→ What the exercise asks
Your answer should consist of the lines in the data below that contain "SearchEngine".

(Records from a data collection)
===============

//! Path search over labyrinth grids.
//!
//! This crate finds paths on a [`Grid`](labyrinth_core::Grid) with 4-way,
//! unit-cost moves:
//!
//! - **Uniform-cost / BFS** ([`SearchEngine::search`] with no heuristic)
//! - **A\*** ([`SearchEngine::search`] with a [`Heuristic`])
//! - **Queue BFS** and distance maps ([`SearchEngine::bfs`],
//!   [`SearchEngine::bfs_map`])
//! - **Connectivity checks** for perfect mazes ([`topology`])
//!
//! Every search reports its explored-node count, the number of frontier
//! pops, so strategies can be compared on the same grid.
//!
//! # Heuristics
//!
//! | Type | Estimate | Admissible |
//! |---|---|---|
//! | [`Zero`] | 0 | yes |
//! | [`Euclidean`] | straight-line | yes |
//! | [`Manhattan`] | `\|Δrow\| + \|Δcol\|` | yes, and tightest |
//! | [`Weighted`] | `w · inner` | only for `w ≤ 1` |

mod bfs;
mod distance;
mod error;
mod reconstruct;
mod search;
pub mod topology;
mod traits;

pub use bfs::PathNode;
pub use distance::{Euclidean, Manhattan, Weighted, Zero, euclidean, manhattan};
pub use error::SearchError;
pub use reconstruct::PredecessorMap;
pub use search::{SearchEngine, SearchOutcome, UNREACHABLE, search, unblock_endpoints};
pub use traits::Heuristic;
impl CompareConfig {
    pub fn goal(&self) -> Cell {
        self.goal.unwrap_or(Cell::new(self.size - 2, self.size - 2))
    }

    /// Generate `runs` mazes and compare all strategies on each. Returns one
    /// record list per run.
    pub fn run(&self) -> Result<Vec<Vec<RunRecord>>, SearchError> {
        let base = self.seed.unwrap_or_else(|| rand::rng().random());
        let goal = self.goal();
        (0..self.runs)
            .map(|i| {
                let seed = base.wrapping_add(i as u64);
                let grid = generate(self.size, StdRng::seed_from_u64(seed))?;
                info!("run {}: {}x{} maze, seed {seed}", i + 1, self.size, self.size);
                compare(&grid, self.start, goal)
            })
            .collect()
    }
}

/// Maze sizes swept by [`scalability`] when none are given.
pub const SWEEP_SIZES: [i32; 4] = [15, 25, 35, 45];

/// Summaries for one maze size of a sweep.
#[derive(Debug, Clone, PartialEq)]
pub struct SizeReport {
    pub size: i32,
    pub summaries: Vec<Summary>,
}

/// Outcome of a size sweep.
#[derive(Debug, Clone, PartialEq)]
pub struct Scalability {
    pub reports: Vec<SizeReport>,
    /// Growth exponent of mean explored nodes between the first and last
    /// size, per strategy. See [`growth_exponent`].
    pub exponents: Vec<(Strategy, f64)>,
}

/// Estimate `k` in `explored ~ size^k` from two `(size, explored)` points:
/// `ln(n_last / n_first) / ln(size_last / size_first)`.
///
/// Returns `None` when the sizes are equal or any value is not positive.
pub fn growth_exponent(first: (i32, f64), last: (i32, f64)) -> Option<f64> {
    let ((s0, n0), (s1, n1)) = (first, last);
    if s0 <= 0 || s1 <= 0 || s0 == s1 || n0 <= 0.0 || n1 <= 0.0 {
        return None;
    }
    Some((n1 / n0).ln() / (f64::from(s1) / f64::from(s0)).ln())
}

===============

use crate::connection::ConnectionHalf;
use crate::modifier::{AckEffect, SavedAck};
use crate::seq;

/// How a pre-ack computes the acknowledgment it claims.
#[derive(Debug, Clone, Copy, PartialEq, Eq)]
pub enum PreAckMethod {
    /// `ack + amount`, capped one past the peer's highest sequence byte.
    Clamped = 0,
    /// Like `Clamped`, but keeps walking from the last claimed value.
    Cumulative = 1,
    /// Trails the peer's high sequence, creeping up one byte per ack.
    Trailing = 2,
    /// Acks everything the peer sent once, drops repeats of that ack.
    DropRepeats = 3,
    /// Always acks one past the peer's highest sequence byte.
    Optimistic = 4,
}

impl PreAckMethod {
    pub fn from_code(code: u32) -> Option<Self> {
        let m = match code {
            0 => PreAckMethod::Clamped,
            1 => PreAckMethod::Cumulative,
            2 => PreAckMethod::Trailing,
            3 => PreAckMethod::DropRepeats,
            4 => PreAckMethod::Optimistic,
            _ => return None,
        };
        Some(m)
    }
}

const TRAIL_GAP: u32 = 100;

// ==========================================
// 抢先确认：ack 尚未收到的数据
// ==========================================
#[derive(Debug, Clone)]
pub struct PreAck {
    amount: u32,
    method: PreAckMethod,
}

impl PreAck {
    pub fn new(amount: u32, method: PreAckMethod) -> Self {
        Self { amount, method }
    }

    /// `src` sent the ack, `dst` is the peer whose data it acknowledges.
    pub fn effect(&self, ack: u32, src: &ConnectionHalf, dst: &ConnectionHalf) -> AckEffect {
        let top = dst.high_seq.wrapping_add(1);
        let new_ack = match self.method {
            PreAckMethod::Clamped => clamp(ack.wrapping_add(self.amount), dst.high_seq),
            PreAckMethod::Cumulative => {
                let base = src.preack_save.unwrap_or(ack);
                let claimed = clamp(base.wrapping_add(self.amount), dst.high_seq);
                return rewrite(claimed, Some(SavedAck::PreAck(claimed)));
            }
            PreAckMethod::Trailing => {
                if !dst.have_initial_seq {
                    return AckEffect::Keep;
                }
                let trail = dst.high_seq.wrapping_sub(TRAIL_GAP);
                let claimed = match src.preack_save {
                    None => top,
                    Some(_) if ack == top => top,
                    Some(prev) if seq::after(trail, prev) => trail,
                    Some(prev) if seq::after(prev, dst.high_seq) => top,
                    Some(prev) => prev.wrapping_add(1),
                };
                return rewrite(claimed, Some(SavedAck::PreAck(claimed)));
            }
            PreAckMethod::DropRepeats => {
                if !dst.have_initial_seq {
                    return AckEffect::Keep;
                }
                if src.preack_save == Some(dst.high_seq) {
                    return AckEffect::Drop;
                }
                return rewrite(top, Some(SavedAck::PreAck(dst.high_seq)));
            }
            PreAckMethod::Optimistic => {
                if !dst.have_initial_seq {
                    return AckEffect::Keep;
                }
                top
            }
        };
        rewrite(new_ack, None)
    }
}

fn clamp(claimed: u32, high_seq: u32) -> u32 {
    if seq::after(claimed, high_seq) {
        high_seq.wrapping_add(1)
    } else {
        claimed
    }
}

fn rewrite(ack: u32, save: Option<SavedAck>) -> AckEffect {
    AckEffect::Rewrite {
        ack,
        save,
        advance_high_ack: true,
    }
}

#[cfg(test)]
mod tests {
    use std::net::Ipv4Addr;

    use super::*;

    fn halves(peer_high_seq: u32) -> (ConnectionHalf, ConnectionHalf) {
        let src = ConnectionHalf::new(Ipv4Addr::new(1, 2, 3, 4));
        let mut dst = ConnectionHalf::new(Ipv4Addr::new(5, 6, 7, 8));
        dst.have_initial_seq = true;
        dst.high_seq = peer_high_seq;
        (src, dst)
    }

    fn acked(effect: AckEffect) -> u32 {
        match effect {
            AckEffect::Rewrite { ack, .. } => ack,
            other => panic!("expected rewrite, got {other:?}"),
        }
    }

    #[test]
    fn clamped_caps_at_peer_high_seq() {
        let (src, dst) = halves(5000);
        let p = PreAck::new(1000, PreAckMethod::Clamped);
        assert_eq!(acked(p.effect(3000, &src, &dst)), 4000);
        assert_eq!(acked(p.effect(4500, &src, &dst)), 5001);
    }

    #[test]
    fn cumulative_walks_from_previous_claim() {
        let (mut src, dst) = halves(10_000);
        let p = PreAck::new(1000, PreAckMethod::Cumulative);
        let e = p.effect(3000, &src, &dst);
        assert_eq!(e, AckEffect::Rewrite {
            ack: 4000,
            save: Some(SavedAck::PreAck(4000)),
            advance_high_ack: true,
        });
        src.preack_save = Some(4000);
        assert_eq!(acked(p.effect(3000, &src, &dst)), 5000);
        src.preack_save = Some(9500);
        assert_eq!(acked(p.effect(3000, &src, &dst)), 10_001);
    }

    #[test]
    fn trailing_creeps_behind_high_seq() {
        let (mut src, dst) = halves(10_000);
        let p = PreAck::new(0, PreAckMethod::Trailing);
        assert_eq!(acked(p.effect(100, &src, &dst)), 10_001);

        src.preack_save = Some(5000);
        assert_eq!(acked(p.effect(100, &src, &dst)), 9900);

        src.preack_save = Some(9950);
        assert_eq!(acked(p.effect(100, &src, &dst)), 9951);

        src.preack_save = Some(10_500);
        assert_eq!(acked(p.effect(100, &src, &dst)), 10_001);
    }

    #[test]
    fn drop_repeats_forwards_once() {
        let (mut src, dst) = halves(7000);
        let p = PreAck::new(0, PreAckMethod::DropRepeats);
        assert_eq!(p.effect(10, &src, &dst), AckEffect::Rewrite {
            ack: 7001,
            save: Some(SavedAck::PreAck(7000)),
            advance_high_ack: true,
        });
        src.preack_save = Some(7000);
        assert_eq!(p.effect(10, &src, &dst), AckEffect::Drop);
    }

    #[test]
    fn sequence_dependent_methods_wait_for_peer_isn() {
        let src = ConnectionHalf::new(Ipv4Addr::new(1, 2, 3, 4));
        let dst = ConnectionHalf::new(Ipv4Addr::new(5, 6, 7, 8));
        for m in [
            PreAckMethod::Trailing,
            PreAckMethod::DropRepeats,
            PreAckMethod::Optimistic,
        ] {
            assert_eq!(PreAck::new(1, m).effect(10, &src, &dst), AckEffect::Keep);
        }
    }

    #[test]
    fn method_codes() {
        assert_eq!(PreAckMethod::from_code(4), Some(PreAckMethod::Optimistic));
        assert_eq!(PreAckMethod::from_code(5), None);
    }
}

===============

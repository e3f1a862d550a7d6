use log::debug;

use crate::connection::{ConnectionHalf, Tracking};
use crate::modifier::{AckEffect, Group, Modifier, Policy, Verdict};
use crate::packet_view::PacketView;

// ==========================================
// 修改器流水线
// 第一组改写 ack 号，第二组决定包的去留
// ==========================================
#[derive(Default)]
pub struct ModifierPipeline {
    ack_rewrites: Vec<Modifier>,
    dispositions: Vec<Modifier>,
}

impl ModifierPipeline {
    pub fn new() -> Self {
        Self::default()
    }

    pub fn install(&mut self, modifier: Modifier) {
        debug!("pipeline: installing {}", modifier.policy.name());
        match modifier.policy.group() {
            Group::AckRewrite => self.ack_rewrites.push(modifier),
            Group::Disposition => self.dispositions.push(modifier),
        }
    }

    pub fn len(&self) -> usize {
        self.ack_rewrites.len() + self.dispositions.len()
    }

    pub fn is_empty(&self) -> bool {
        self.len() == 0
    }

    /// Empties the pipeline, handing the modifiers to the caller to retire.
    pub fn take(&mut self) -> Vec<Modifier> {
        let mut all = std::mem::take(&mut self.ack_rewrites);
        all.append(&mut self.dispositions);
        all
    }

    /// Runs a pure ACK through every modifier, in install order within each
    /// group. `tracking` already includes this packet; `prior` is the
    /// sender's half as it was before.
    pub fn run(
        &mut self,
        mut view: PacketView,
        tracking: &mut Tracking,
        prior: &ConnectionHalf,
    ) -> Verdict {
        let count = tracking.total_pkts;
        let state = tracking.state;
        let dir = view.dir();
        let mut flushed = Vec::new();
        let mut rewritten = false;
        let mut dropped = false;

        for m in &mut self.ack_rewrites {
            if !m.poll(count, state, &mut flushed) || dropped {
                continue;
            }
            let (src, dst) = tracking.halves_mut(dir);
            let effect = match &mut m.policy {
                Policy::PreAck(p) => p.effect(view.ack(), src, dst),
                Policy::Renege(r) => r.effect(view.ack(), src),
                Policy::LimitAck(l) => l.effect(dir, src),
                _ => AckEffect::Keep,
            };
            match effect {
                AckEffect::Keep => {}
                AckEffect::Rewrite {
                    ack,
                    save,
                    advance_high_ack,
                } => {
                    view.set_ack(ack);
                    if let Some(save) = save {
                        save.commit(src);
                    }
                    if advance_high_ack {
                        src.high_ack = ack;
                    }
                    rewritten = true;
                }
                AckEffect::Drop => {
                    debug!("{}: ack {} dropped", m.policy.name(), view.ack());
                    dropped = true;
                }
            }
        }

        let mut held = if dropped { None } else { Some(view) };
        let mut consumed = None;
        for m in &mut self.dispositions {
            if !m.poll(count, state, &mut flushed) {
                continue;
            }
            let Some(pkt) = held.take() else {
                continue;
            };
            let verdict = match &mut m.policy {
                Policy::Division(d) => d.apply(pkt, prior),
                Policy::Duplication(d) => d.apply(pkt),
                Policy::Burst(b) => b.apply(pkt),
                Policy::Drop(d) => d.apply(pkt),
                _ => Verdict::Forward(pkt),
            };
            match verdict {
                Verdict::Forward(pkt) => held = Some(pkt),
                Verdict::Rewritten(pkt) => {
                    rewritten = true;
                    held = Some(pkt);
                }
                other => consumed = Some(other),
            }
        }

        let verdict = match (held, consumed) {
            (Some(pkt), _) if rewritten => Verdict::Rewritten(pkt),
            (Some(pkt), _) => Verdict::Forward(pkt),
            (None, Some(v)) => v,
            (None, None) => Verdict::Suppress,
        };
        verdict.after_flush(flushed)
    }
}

===============

→ Task output
//! - **Uniform-cost / BFS** ([`SearchEngine::search`] with no heuristic)
//! - **A\*** ([`SearchEngine::search`] with a [`Heuristic`])
//! - **Queue BFS** and distance maps ([`SearchEngine::bfs`],
//!   [`SearchEngine::bfs_map`])
pub use search::{SearchEngine, SearchOutcome, UNREACHABLE, search, unblock_endpoints};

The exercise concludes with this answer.